[Work item]:
Every line from the one bearing "let _ = tx.send(trainer.train_until(&features, deadline));" through the last line of the entries should be printed exactly, with no other output.

Record excerpts Start Marker

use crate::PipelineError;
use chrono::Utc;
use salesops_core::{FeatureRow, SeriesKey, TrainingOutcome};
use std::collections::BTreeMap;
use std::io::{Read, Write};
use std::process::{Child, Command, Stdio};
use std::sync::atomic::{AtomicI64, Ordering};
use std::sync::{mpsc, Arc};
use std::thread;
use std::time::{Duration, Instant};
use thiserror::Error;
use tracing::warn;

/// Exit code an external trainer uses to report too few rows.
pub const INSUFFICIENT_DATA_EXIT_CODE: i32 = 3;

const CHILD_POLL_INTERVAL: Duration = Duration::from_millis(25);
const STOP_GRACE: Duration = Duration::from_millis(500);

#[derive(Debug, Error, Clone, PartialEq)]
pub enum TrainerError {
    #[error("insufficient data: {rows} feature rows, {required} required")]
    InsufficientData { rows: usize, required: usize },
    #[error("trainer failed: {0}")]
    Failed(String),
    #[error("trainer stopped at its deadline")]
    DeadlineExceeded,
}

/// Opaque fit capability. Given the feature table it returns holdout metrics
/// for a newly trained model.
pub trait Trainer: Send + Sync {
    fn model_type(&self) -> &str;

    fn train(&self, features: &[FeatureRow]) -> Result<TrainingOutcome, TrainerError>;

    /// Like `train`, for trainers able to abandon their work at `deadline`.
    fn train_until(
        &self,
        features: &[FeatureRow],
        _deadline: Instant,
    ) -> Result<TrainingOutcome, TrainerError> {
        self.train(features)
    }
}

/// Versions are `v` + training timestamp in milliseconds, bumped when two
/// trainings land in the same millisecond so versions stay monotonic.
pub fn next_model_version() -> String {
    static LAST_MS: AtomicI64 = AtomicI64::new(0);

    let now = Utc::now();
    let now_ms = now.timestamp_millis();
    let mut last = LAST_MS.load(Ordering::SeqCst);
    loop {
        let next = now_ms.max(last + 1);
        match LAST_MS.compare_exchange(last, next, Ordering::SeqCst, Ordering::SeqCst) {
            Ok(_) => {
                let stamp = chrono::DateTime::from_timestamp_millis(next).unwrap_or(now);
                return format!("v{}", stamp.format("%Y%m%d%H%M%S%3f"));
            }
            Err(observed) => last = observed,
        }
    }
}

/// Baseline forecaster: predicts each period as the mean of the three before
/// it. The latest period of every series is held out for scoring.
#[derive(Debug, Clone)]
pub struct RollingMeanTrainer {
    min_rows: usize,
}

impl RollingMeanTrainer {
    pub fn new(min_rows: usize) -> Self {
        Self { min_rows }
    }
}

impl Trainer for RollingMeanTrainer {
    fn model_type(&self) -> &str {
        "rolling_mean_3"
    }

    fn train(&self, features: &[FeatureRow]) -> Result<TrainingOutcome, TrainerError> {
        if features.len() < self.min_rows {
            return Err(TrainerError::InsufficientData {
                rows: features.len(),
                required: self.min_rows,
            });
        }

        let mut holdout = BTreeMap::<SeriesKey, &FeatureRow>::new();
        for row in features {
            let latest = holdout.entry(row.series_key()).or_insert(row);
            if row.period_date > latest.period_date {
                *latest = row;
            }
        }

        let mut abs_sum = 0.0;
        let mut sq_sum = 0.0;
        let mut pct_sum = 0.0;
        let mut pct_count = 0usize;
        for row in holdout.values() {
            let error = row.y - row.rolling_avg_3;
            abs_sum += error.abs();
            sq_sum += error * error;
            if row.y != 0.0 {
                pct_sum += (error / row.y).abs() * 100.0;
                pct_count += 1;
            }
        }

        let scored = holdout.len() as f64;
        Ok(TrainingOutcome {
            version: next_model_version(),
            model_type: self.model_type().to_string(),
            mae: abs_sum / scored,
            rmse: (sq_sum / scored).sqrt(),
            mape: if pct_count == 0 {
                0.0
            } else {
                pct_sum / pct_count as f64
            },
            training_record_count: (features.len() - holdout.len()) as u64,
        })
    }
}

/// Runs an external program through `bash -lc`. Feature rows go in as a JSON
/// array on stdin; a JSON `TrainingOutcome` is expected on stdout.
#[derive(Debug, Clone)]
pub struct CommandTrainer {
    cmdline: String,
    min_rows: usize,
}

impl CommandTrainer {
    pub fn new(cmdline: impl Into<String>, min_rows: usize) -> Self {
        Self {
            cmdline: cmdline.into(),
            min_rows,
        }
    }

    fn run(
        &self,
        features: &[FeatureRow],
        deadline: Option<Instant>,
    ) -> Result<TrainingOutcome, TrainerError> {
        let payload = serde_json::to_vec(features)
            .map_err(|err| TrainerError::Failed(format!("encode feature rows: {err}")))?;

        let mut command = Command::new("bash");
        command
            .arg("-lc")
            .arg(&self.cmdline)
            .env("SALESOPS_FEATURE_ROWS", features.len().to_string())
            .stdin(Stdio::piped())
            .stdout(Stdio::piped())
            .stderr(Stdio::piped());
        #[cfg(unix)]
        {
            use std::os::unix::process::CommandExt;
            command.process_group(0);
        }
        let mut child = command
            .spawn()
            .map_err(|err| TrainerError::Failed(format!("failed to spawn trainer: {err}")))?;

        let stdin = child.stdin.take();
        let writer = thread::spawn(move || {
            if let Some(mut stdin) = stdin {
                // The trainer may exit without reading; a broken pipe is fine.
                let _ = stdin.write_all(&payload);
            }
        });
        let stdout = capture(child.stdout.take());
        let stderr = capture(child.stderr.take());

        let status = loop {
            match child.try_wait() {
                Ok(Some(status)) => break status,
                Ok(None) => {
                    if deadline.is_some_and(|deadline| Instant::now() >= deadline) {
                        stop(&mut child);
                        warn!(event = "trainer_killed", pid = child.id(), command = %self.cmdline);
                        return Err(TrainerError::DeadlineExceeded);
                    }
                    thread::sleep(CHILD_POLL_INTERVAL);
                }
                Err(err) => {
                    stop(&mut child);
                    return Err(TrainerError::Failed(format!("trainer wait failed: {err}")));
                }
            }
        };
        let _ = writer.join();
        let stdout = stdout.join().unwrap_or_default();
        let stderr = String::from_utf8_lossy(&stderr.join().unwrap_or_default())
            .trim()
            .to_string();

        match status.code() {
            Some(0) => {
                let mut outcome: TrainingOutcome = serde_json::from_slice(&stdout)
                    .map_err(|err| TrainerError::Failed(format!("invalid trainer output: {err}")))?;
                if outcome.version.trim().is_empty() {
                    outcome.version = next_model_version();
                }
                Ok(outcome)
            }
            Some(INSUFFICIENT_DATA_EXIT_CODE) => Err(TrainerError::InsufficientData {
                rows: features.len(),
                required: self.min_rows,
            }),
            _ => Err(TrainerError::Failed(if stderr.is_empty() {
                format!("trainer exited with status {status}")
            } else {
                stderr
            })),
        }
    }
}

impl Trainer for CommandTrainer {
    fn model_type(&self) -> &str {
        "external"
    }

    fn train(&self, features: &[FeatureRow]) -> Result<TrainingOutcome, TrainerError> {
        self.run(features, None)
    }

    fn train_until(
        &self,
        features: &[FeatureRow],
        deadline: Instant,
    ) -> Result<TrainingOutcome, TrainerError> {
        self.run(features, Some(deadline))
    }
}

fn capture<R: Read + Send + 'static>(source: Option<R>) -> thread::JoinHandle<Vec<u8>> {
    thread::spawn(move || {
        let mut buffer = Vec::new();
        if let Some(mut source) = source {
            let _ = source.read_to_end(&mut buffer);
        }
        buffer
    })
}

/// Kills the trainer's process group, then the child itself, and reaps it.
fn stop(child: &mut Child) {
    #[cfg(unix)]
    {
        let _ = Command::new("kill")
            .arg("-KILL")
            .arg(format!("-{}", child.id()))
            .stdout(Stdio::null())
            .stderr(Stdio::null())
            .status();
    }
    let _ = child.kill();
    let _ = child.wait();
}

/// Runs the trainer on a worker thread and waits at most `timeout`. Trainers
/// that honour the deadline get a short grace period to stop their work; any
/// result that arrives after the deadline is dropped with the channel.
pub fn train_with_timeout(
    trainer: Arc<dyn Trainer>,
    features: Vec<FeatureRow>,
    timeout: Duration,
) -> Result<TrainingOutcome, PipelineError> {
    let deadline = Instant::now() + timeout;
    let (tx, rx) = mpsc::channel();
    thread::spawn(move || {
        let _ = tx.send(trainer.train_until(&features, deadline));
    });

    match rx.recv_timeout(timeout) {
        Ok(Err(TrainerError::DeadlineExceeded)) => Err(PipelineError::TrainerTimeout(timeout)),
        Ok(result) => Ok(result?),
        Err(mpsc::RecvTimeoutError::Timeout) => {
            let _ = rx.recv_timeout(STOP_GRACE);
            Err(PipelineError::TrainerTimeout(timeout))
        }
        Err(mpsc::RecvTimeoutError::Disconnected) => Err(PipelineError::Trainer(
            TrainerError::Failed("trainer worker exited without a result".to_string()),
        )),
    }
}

Record excerpts End Marker

[Task response]:
        let _ = tx.send(trainer.train_until(&features, deadline));
    });

    match rx.recv_timeout(timeout) {
        Ok(Err(TrainerError::DeadlineExceeded)) => Err(PipelineError::TrainerTimeout(timeout)),
        Ok(result) => Ok(result?),
        Err(mpsc::RecvTimeoutError::Timeout) => {
            let _ = rx.recv_timeout(STOP_GRACE);
            Err(PipelineError::TrainerTimeout(timeout))
        }
        Err(mpsc::RecvTimeoutError::Disconnected) => Err(PipelineError::Trainer(
            TrainerError::Failed("trainer worker exited without a result".to_string()),
        )),
    }
}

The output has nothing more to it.